── SUPPLIED MATERIAL ──
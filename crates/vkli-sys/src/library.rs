//! Operating system dynamic library access.
//!
//! The loader library is looked up by a single well-known name chosen at
//! build time for the target platform. Opened libraries are never closed: the
//! resolved entry points stay valid for the lifetime of the process.

use std::ffi::{c_void, CStr};
use std::ptr::NonNull;

use ash::vk;

/// The name of the Vulkan loader library on this platform.
#[cfg(all(unix, not(any(target_os = "macos", target_os = "ios"))))]
pub const LIBRARY_NAME: &str = "libvulkan.so.1";

/// The name of the Vulkan loader library on this platform.
#[cfg(any(target_os = "macos", target_os = "ios"))]
pub const LIBRARY_NAME: &str = "libvulkan.dylib";

/// The name of the Vulkan loader library on this platform.
#[cfg(windows)]
pub const LIBRARY_NAME: &str = "vulkan-1.dll";

/// The name of the Vulkan loader library on this platform.
#[cfg(not(any(unix, windows)))]
pub const LIBRARY_NAME: &str = "";

/// The name of the single bootstrap symbol every loader exports.
pub const ENTRYPOINT_NAME: &CStr = c"vkGetInstanceProcAddr";

/// A shared library mapped into the process.
///
/// A `Library` is never unmapped, so every function pointer obtained from it
/// stays valid.
#[derive(Debug, Clone, Copy)]
pub struct Library(&'static libloading::Library);

impl Library {
    /// Opens the library `name` through the platform's dynamic linker.
    pub fn open(name: &str) -> Result<Self, libloading::Error> {
        // SAFETY: loader libraries have no initialisation routines with
        // preconditions on the caller.
        let library = unsafe { libloading::Library::new(name) }?;
        Ok(Self(Box::leak(Box::new(library))))
    }

    /// Returns the address of the exported symbol `name`.
    pub fn symbol(&self, name: &CStr) -> Option<NonNull<c_void>> {
        // SAFETY: the address is only read, never called through here.
        let symbol = unsafe { self.0.get::<*mut c_void>(name.to_bytes_with_nul()) }.ok()?;
        NonNull::new(*symbol)
    }

    /// Returns the library's `vkGetInstanceProcAddr`.
    pub fn get_instance_proc_addr(&self) -> Result<vk::PFN_vkGetInstanceProcAddr, libloading::Error> {
        // SAFETY: every Vulkan loader exports `vkGetInstanceProcAddr` with
        // this signature, and the library is never unmapped.
        let symbol = unsafe {
            self.0
                .get::<vk::PFN_vkGetInstanceProcAddr>(ENTRYPOINT_NAME.to_bytes_with_nul())
        }?;
        Ok(*symbol)
    }
}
───
Each line from the first line of the entries up to and including the line containing "pub fn open(name: &str)" should be transcribed exactly, with all other lines left out.

ANSWER SECTION.
filename crates/vkli-sys/src/library.rs
//! Operating system dynamic library access.
//!
//! The loader library is looked up by a single well-known name chosen at
//! build time for the target platform. Opened libraries are never closed: the
//! resolved entry points stay valid for the lifetime of the process.

use std::ffi::{c_void, CStr};
use std::ptr::NonNull;

use ash::vk;

/// The name of the Vulkan loader library on this platform.
#[cfg(all(unix, not(any(target_os = "macos", target_os = "ios"))))]
pub const LIBRARY_NAME: &str = "libvulkan.so.1";

/// The name of the Vulkan loader library on this platform.
#[cfg(any(target_os = "macos", target_os = "ios"))]
pub const LIBRARY_NAME: &str = "libvulkan.dylib";

/// The name of the Vulkan loader library on this platform.
#[cfg(windows)]
pub const LIBRARY_NAME: &str = "vulkan-1.dll";

/// The name of the Vulkan loader library on this platform.
#[cfg(not(any(unix, windows)))]
pub const LIBRARY_NAME: &str = "";

/// The name of the single bootstrap symbol every loader exports.
pub const ENTRYPOINT_NAME: &CStr = c"vkGetInstanceProcAddr";

/// A shared library mapped into the process.
///
/// A `Library` is never unmapped, so every function pointer obtained from it
/// stays valid.
#[derive(Debug, Clone, Copy)]
pub struct Library(&'static libloading::Library);

impl Library {
    /// Opens the library `name` through the platform's dynamic linker.
    pub fn open(name: &str) -> Result<Self, libloading::Error> {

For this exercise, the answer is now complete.